Why PR testing so often goes sideways

It seems like all the cool kids are running their end-to-end test suites on pull requests these days. And why not? At first glance, it sounds great: run your entire test suite on every pull request, catch issues early, and ship confidently.

We think there are better ways to ensure quality while maintaining release velocity, which we cover in another post—but if you’re dead set on running your tests on every PR you’ll want to make sure you have a few things in order before you transition. Otherwise, PR testing turns from a velocity multiplier into a test maintenance nightmare.

Here are just some of the reasons the best-laid plans to test PRs often go sideways.

1. The team’s not ready for the volume of flakes

A 10–15% flake rate when you’re running your test suite once a day is manageable. Out of a 200-test suite, that’s 20–30 tests. Keeping the same flake rate but running the suite five times a day means your team needs to investigate and re-run up to 150 flaking tests per day. Without a surge in headcount that’s not sustainable. Suddenly, the irritating hum of test maintenance becomes an inescapable cacophony.

But in fact, you won’t keep the same flake rate; it’ll go up. Keep reading to learn why.

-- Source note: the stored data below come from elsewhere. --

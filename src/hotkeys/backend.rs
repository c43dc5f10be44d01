//! OS global-hotkey registration backend.
//!
//! The registry only needs two capabilities from the host: "claim this
//! combination and tell me if it is taken" and "release this claim".
//! `SystemHotkeyBackend` is that seam; `GlobalHotkeyBackend` implements it on
//! top of the `global-hotkey` crate.

use std::collections::HashMap;

use global_hotkey::{
    hotkey::{Code, HotKey, Modifiers},
    Error as GlobalHotkeyError, GlobalHotKeyManager,
};
use thiserror::Error;
use tracing::{debug, info, warn};

use super::types::{Shortcut, MOD_ALT, MOD_CONTROL, MOD_SHIFT, MOD_WIN};

/// Errors reported by an OS registration backend.
#[derive(Error, Debug, Clone, PartialEq, Eq)]
pub enum BackendError {
    /// The combination is already claimed by another process or OS feature.
    #[error("hotkey '{0}' is already registered")]
    AlreadyRegistered(String),
    #[error("virtual-key code {0:#x} has no OS mapping")]
    UnsupportedKey(u16),
    #[error("registration failed: {0}")]
    Failed(String),
    #[error("hotkey backend unavailable: {0}")]
    Unavailable(String),
    #[error("unknown registration id {0}")]
    UnknownId(u32),
}

/// Trait for OS registration backends (allows mocking in tests).
pub trait SystemHotkeyBackend: Send + Sync {
    /// Claim `shortcut` globally. Returns the id the OS will report when it fires.
    fn register(&self, shortcut: Shortcut) -> Result<u32, BackendError>;
    fn unregister(&self, id: u32) -> Result<(), BackendError>;
}

enum Command {
    Register(Shortcut, async_channel::Sender<Result<u32, BackendError>>),
    Unregister(u32, async_channel::Sender<Result<(), BackendError>>),
}

/// Backend over `global_hotkey::GlobalHotKeyManager`.
///
/// The manager is owned by a dedicated thread; calls are forwarded over a
/// channel and answered synchronously. Events for registered ids arrive on
/// `GlobalHotKeyEvent::receiver()`.
pub struct GlobalHotkeyBackend {
    commands: async_channel::Sender<Command>,
}

impl GlobalHotkeyBackend {
    pub fn spawn() -> Result<Self, BackendError> {
        let (commands, requests) = async_channel::unbounded::<Command>();
        let (ready_tx, ready_rx) = async_channel::bounded::<Result<(), BackendError>>(1);

        std::thread::Builder::new()
            .name("hotkey-backend".to_string())
            .spawn(move || {
                let manager = match GlobalHotKeyManager::new() {
                    Ok(m) => m,
                    Err(e) => {
                        let unavailable = BackendError::Unavailable(e.to_string());
                        let _ = ready_tx.send_blocking(Err(unavailable));
                        return;
                    }
                };
                let _ = ready_tx.send_blocking(Ok(()));
                run_backend_loop(manager, requests);
            })
            .map_err(|e| BackendError::Unavailable(e.to_string()))?;

        ready_rx
            .recv_blocking()
            .map_err(|_| BackendError::Unavailable("backend thread exited".to_string()))??;

        info!(event_type = "backend", "Global hotkey backend started");
        Ok(Self { commands })
    }

    fn request<T>(
        &self,
        build: impl FnOnce(async_channel::Sender<Result<T, BackendError>>) -> Command,
    ) -> Result<T, BackendError> {
        let (reply_tx, reply_rx) = async_channel::bounded(1);
        self.commands
            .send_blocking(build(reply_tx))
            .map_err(|_| BackendError::Unavailable("backend thread stopped".to_string()))?;
        reply_rx
            .recv_blocking()
            .map_err(|_| BackendError::Unavailable("backend thread stopped".to_string()))?
    }
}

impl SystemHotkeyBackend for GlobalHotkeyBackend {
    fn register(&self, shortcut: Shortcut) -> Result<u32, BackendError> {
        self.request(|reply| Command::Register(shortcut, reply))
    }

    fn unregister(&self, id: u32) -> Result<(), BackendError> {
        self.request(|reply| Command::Unregister(id, reply))
    }
}

fn run_backend_loop(manager: GlobalHotKeyManager, requests: async_channel::Receiver<Command>) {
    let mut registered: HashMap<u32, HotKey> = HashMap::new();

    while let Ok(command) = requests.recv_blocking() {
        match command {
            Command::Register(shortcut, reply) => {
                let result = to_global_hotkey(shortcut).and_then(|hotkey| {
                    let id = hotkey.id();
                    manager
                        .register(hotkey)
                        .map_err(|e| map_global_hotkey_error(e, shortcut))?;
                    registered.insert(id, hotkey);
                    debug!(shortcut = %shortcut, id, "OS hotkey registered");
                    Ok(id)
                });
                let _ = reply.send_blocking(result);
            }
            Command::Unregister(id, reply) => {
                let result = match registered.remove(&id) {
                    Some(hotkey) => manager
                        .unregister(hotkey)
                        .map_err(|e| BackendError::Failed(e.to_string())),
                    None => Err(BackendError::UnknownId(id)),
                };
                let _ = reply.send_blocking(result);
            }
        }
    }

    for (id, hotkey) in registered.drain() {
        if let Err(e) = manager.unregister(hotkey) {
            warn!(id, error = %e, "Failed to release OS hotkey on shutdown");
        }
    }
}

fn map_global_hotkey_error(error: GlobalHotkeyError, shortcut: Shortcut) -> BackendError {
    match error {
        GlobalHotkeyError::AlreadyRegistered(_) => {
            BackendError::AlreadyRegistered(shortcut.to_string())
        }
        GlobalHotkeyError::FailedToRegister(msg) => BackendError::Failed(msg),
        other => BackendError::Failed(other.to_string()),
    }
}

fn to_global_hotkey(shortcut: Shortcut) -> Result<HotKey, BackendError> {
    let code = code_for_vk(shortcut.vk_code).ok_or(BackendError::UnsupportedKey(shortcut.vk_code))?;

    let mut modifiers = Modifiers::empty();
    if shortcut.modifiers_mask & MOD_WIN != 0 {
        modifiers |= Modifiers::SUPER;
    }
    if shortcut.modifiers_mask & MOD_CONTROL != 0 {
        modifiers |= Modifiers::CONTROL;
    }
    if shortcut.modifiers_mask & MOD_SHIFT != 0 {
        modifiers |= Modifiers::SHIFT;
    }
    if shortcut.modifiers_mask & MOD_ALT != 0 {
        modifiers |= Modifiers::ALT;
    }

    Ok(HotKey::new(Some(modifiers), code))
}

/// Map a virtual-key code to the physical key code `global-hotkey` expects.
pub fn code_for_vk(vk_code: u16) -> Option<Code> {
    let code = match vk_code {
        0x08 => Code::Backspace,
        0x09 => Code::Tab,
        0x0D => Code::Enter,
        0x13 => Code::Pause,
        0x14 => Code::CapsLock,
        0x1B => Code::Escape,
        0x20 => Code::Space,
        0x21 => Code::PageUp,
        0x22 => Code::PageDown,
        0x23 => Code::End,
        0x24 => Code::Home,
        0x25 => Code::ArrowLeft,
        0x26 => Code::ArrowUp,
        0x27 => Code::ArrowRight,
        0x28 => Code::ArrowDown,
        0x2C => Code::PrintScreen,
        0x2D => Code::Insert,
        0x2E => Code::Delete,
        0x30 => Code::Digit0,
        0x31 => Code::Digit1,
        0x32 => Code::Digit2,
        0x33 => Code::Digit3,
        0x34 => Code::Digit4,
        0x35 => Code::Digit5,
        0x36 => Code::Digit6,
        0x37 => Code::Digit7,
        0x38 => Code::Digit8,
        0x39 => Code::Digit9,
        0x41 => Code::KeyA,
        0x42 => Code::KeyB,
        0x43 => Code::KeyC,
        0x44 => Code::KeyD,
        0x45 => Code::KeyE,
        0x46 => Code::KeyF,
        0x47 => Code::KeyG,
        0x48 => Code::KeyH,
        0x49 => Code::KeyI,
        0x4A => Code::KeyJ,
        0x4B => Code::KeyK,
        0x4C => Code::KeyL,
        0x4D => Code::KeyM,
        0x4E => Code::KeyN,
        0x4F => Code::KeyO,
        0x50 => Code::KeyP,
        0x51 => Code::KeyQ,
        0x52 => Code::KeyR,
        0x53 => Code::KeyS,
        0x54 => Code::KeyT,
        0x55 => Code::KeyU,
        0x56 => Code::KeyV,
        0x57 => Code::KeyW,
        0x58 => Code::KeyX,
        0x59 => Code::KeyY,
        0x5A => Code::KeyZ,
        0x60 => Code::Numpad0,
        0x61 => Code::Numpad1,
        0x62 => Code::Numpad2,
        0x63 => Code::Numpad3,
        0x64 => Code::Numpad4,
        0x65 => Code::Numpad5,
        0x66 => Code::Numpad6,
        0x67 => Code::Numpad7,
        0x68 => Code::Numpad8,
        0x69 => Code::Numpad9,
        0x6A => Code::NumpadMultiply,
        0x6B => Code::NumpadAdd,
        0x6D => Code::NumpadSubtract,
        0x6E => Code::NumpadDecimal,
        0x6F => Code::NumpadDivide,
        0x70 => Code::F1,
        0x71 => Code::F2,
        0x72 => Code::F3,
        0x73 => Code::F4,
        0x74 => Code::F5,
        0x75 => Code::F6,
        0x76 => Code::F7,
        0x77 => Code::F8,
        0x78 => Code::F9,
        0x79 => Code::F10,
        0x7A => Code::F11,
        0x7B => Code::F12,
        0x7C => Code::F13,
        0x7D => Code::F14,
        0x7E => Code::F15,
        0x7F => Code::F16,
        0x80 => Code::F17,
        0x81 => Code::F18,
        0x82 => Code::F19,
        0x83 => Code::F20,
        0x84 => Code::F21,
        0x85 => Code::F22,
        0x86 => Code::F23,
        0x87 => Code::F24,
        0xBA => Code::Semicolon,
        0xBB => Code::Equal,
        0xBC => Code::Comma,
        0xBD => Code::Minus,
        0xBE => Code::Period,
        0xBF => Code::Slash,
        0xC0 => Code::Backquote,
        0xDB => Code::BracketLeft,
        0xDC => Code::Backslash,
        0xDD => Code::BracketRight,
        0xDE => Code::Quote,
        _ => return None,
    };
    Some(code)
}

#[cfg(test)]
mod tests {
    use super::*;

    #[test]
    fn letters_digits_and_function_keys_map() {
        assert_eq!(code_for_vk(0x41), Some(Code::KeyA));
        assert_eq!(code_for_vk(0x5A), Some(Code::KeyZ));
        assert_eq!(code_for_vk(0x35), Some(Code::Digit5));
        assert_eq!(code_for_vk(0x87), Some(Code::F24));
        assert_eq!(code_for_vk(0xBA), Some(Code::Semicolon));
    }

    #[test]
    fn unmapped_codes_are_rejected() {
        assert_eq!(code_for_vk(0xFF), None);
        assert_eq!(code_for_vk(0x1FF), None);

        let err = to_global_hotkey(Shortcut::new(MOD_CONTROL, 0xFF)).unwrap_err();
        assert_eq!(err, BackendError::UnsupportedKey(0xFF));
    }

    #[test]
    fn conversion_keeps_identity_per_combination() {
        let a = to_global_hotkey(Shortcut::new(MOD_CONTROL | MOD_ALT, 0x54)).unwrap();
        let b = to_global_hotkey(Shortcut::new(MOD_CONTROL | MOD_ALT, 0x54)).unwrap();
        let c = to_global_hotkey(Shortcut::new(MOD_CONTROL | MOD_SHIFT, 0x54)).unwrap();
        assert_eq!(a.id(), b.id());
        assert_ne!(a.id(), c.id());
    }

    #[test]
    fn already_registered_maps_to_distinguished_error() {
        let hotkey = to_global_hotkey(Shortcut::new(MOD_WIN, 0x44)).unwrap();
        let err = map_global_hotkey_error(
            GlobalHotkeyError::AlreadyRegistered(hotkey),
            Shortcut::new(MOD_WIN, 0x44),
        );
        assert_eq!(err, BackendError::AlreadyRegistered("win+d".to_string()));
    }
}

2. The test infrastructure can’t handle the load

When you increase the number of tests you run each day without increasing the number of CI servers to run them, you end up clogging your pipeline with builds in the queue and nowhere to go—a problem called “node contention.” When your build servers are constantly at capacity, PR merges stall, developers get impatient, and your sprint velocity grinds down. PR testing becomes a speed bump instead of an accelerator. Since you can’t reduce the length of a test, the only option is to increase the concurrency to reduce the total run time.

On the other side of the system, you have the testing environment: Maintaining persistent environments for testing is expensive, while generating ephemeral environments takes even more complex DevOps. Be prepared to bring on at least one, if not several, SDETs or DevOps engineers to maintain this new infrastructure.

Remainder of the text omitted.